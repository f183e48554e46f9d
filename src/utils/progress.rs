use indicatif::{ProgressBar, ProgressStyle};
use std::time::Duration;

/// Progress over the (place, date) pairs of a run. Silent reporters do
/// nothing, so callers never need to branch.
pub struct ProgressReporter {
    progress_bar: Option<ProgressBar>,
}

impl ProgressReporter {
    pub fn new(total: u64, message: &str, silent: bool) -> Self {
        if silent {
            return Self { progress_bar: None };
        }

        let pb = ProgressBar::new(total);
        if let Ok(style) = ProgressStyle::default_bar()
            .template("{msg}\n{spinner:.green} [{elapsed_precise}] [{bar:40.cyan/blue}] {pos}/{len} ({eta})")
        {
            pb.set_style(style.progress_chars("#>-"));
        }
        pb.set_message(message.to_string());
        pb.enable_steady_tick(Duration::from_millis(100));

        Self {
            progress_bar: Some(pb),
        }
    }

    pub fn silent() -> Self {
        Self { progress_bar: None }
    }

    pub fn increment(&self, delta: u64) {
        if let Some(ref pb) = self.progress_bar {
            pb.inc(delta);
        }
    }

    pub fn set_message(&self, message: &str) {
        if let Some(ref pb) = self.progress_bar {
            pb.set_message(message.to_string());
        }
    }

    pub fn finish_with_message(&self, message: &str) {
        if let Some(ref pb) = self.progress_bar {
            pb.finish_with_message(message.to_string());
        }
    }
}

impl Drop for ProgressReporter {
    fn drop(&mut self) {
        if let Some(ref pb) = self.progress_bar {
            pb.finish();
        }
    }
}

※

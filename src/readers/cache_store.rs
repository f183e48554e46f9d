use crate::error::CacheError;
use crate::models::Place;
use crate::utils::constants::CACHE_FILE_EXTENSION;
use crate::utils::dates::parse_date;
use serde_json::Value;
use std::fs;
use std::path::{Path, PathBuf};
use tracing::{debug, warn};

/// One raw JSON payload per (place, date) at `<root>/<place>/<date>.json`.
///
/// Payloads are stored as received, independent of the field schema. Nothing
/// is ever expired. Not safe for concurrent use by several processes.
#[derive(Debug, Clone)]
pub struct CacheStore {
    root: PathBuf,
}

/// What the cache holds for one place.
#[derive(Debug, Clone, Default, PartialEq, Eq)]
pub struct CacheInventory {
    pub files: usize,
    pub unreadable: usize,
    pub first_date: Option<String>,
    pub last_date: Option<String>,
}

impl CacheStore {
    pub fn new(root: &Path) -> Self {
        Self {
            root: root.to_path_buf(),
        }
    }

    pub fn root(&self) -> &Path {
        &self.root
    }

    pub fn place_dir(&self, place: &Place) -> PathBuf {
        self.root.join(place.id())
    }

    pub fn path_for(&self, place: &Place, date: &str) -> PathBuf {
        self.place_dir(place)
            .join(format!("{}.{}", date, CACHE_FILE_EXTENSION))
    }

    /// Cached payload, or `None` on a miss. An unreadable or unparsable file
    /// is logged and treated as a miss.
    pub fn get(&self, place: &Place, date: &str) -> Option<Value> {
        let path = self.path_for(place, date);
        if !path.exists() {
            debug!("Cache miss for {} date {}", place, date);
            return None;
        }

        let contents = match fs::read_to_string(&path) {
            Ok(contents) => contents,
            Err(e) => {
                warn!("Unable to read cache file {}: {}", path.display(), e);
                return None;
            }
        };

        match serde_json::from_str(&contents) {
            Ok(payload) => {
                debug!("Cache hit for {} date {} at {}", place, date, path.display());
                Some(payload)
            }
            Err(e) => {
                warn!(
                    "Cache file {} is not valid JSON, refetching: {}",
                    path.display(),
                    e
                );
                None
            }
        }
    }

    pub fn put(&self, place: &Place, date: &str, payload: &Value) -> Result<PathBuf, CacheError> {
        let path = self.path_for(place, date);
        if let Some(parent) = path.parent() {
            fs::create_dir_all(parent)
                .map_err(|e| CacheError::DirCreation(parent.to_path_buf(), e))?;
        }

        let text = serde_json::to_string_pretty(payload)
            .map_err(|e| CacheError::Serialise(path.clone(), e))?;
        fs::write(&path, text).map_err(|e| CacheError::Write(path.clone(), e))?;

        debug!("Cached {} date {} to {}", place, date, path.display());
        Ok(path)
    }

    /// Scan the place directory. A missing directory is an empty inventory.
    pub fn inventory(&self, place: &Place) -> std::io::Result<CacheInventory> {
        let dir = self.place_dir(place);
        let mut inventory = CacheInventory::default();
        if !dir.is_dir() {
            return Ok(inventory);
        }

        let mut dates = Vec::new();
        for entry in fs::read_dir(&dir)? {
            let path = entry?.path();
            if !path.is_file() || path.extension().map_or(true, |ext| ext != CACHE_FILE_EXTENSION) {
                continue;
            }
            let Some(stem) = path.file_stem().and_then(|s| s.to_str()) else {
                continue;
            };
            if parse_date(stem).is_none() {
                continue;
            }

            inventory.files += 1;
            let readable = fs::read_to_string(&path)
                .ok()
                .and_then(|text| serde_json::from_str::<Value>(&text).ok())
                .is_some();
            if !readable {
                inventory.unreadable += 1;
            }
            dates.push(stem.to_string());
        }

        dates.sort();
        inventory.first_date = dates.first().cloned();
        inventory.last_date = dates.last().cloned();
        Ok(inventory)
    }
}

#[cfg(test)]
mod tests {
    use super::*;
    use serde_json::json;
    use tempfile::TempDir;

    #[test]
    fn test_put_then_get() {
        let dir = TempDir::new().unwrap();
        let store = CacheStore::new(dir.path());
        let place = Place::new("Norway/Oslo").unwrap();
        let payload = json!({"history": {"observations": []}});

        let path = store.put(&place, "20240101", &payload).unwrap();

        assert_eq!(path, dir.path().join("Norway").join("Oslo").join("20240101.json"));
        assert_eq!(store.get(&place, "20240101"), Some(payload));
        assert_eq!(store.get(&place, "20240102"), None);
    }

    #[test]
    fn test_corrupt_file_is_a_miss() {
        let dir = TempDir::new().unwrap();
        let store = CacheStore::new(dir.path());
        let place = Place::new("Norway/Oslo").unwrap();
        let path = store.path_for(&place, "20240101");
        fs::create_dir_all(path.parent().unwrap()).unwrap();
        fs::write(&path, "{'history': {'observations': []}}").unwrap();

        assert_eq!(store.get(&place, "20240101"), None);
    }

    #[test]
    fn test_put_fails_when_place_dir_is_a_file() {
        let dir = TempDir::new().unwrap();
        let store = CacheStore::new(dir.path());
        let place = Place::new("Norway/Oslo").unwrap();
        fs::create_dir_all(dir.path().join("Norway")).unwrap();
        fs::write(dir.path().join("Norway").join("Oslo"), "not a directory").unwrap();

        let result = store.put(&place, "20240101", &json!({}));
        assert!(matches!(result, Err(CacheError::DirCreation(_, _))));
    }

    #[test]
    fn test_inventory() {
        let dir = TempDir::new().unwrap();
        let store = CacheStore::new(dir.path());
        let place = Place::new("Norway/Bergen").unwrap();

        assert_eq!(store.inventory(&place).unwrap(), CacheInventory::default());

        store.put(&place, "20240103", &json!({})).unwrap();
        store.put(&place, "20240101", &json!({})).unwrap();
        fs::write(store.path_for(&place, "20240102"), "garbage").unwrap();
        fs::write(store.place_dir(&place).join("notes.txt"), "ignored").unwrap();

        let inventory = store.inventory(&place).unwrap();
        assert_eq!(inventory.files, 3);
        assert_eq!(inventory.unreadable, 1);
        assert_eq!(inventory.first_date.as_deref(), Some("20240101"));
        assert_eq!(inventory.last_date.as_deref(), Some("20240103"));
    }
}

※

• [PROBLEM DETAILS]: Only the lines that contain the string "display" should be copied from the entries above.

• [RESPONSE AREA]:
                warn!("Unable to read cache file {}: {}", path.display(), e);
                debug!("Cache hit for {} date {} at {}", place, date, path.display());
                    path.display(),
        debug!("Cached {} date {} to {}", place, date, path.display());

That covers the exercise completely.